While gift cards can be a popular and convenient way to give a gift, they’re the leading payment method requested for in most consumer scams.

The Federal Trade Commission (FTC) reported consumers across the country lost $79.9 million in gift card scams in the first three quarters of 2020 alone. Bad actors focus on requesting gift cards from a variety of merchants to ensure consumers do not notice a pattern. Gift cards from Amazon, PayPal, Green Dot, eBay, Google Play, Best Buy, Home Depot and even iTunes are known to be requested by scammers, but consumers should be on high alert regardless of the merchant name.

HOW GIFT CARD SCAMS WORK

Each gift card is like digital cash: they are anonymous and basically untraceable with no permanently linked account information that could tie it to any one person. This allows scammers to get creative with these schemes.

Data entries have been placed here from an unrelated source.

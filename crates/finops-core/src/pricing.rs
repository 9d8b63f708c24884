//! Approximate monthly on-demand pricing (USD)
//!
//! Lookups never fail: an unrecognized type resolves to the category's
//! fallback price.

use serde::{Deserialize, Serialize};
use std::collections::BTreeMap;

/// Fallback monthly price for an unknown instance type
pub const DEFAULT_COMPUTE_MONTHLY: f64 = 50.0;

/// Fallback per-GB monthly rate for an unknown volume type
pub const DEFAULT_STORAGE_PER_GB: f64 = 0.10;

/// Fallback monthly price for an unknown database class
pub const DEFAULT_DATABASE_MONTHLY: f64 = 100.0;

/// Per-GB monthly snapshot storage rate
pub const SNAPSHOT_PER_GB: f64 = 0.05;

/// Flat monthly charge for an unassociated elastic IP
pub const ADDRESS_MONTHLY: f64 = 3.65;

const COMPUTE_PRICES: &[(&str, f64)] = &[
    ("t2.micro", 8.47),
    ("t2.small", 16.79),
    ("t2.medium", 33.58),
    ("t2.large", 67.16),
    ("t2.xlarge", 134.32),
    ("t3.micro", 7.59),
    ("t3.small", 15.18),
    ("t3.medium", 30.37),
    ("t3.large", 60.74),
    ("t3.xlarge", 121.47),
    ("t3.2xlarge", 242.94),
    ("m5.large", 70.08),
    ("m5.xlarge", 140.16),
    ("m5.2xlarge", 280.32),
    ("m5.4xlarge", 560.64),
    ("m5.8xlarge", 1121.28),
    ("c5.large", 62.05),
    ("c5.xlarge", 124.10),
    ("c5.2xlarge", 248.19),
    ("r5.large", 91.98),
    ("r5.xlarge", 183.96),
    ("r5.2xlarge", 367.92),
];

const STORAGE_PRICES_PER_GB: &[(&str, f64)] = &[
    ("gp2", 0.10),
    ("gp3", 0.08),
    ("io1", 0.125),
    ("io2", 0.125),
    ("st1", 0.045),
    ("sc1", 0.025),
    ("standard", 0.05),
];

const DATABASE_PRICES: &[(&str, f64)] = &[
    ("db.t3.micro", 14.18),
    ("db.t3.small", 28.36),
    ("db.t3.medium", 56.72),
    ("db.t3.large", 113.44),
    ("db.r5.large", 183.96),
    ("db.r5.xlarge", 367.92),
];

fn table(entries: &[(&str, f64)]) -> BTreeMap<String, f64> {
    entries
        .iter()
        .map(|(name, price)| (name.to_string(), *price))
        .collect()
}

/// Unit prices for every priced resource category
#[derive(Debug, Clone, PartialEq, Serialize, Deserialize)]
#[serde(default)]
pub struct PricingTable {
    /// Monthly price per instance type
    pub compute: BTreeMap<String, f64>,
    /// Monthly price per GB per volume type
    pub storage_per_gb: BTreeMap<String, f64>,
    pub snapshot_per_gb: f64,
    pub address_monthly: f64,
    /// Monthly price per database class
    pub database: BTreeMap<String, f64>,
    pub default_compute: f64,
    pub default_storage_per_gb: f64,
    pub default_database: f64,
}

impl Default for PricingTable {
    fn default() -> Self {
        Self {
            compute: table(COMPUTE_PRICES),
            storage_per_gb: table(STORAGE_PRICES_PER_GB),
            snapshot_per_gb: SNAPSHOT_PER_GB,
            address_monthly: ADDRESS_MONTHLY,
            database: table(DATABASE_PRICES),
            default_compute: DEFAULT_COMPUTE_MONTHLY,
            default_storage_per_gb: DEFAULT_STORAGE_PER_GB,
            default_database: DEFAULT_DATABASE_MONTHLY,
        }
    }
}

impl PricingTable {
    /// Monthly on-demand price of an instance type
    pub fn compute_monthly(&self, instance_type: &str) -> f64 {
        lookup_or(&self.compute, instance_type, self.default_compute)
    }

    /// Monthly per-GB rate of a volume type
    pub fn storage_rate_per_gb(&self, volume_type: &str) -> f64 {
        lookup_or(&self.storage_per_gb, volume_type, self.default_storage_per_gb)
    }

    /// Monthly cost of a volume of the given type and size
    pub fn volume_monthly(&self, volume_type: &str, size_gb: u64) -> f64 {
        size_gb as f64 * self.storage_rate_per_gb(volume_type)
    }

    /// Monthly cost of a snapshot of the given size
    pub fn snapshot_monthly(&self, size_gb: u64) -> f64 {
        size_gb as f64 * self.snapshot_per_gb
    }

    /// Monthly price of a database class
    pub fn database_monthly(&self, instance_class: &str) -> f64 {
        lookup_or(&self.database, instance_class, self.default_database)
    }
}

fn lookup_or(prices: &BTreeMap<String, f64>, key: &str, default: f64) -> f64 {
    prices.get(key).copied().unwrap_or(default)
}

#[cfg(test)]
mod tests {
    use super::*;

    #[test]
    fn test_known_prices() {
        let pricing = PricingTable::default();
        assert_eq!(pricing.compute_monthly("m5.large"), 70.08);
        assert_eq!(pricing.database_monthly("db.t3.medium"), 56.72);
        assert_eq!(pricing.storage_rate_per_gb("gp3"), 0.08);
    }

    #[test]
    fn test_unknown_keys_fall_back() {
        let pricing = PricingTable::default();
        assert_eq!(pricing.compute_monthly("x9.huge"), DEFAULT_COMPUTE_MONTHLY);
        assert_eq!(pricing.database_monthly("db.x9.huge"), DEFAULT_DATABASE_MONTHLY);
        assert_eq!(pricing.storage_rate_per_gb("magnetic"), DEFAULT_STORAGE_PER_GB);
    }

    #[test]
    fn test_volume_and_snapshot_costs() {
        let pricing = PricingTable::default();
        assert!((pricing.volume_monthly("gp2", 100) - 10.0).abs() < 1e-9);
        assert!((pricing.snapshot_monthly(80) - 4.0).abs() < 1e-9);
    }

    #[test]
    fn test_overridden_fallback() {
        let pricing = PricingTable {
            default_compute: 75.0,
            ..PricingTable::default()
        };
        assert_eq!(pricing.compute_monthly("unknown"), 75.0);
    }
}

Regardless of the type of gift card scam, they always have one thing in common: a sense of urgency. Bad actors will demand that you go to the store – or even multiple stores – right away to obtain gift cards. These scammers may even stay on the phone with you the entire time. Victims of these scams are usually told to provide the gift card numbers and corresponding pin numbers via phone. Once that happens, the thieves are able to get the money loaded onto the card and most of the time, the funds cannot be traced back.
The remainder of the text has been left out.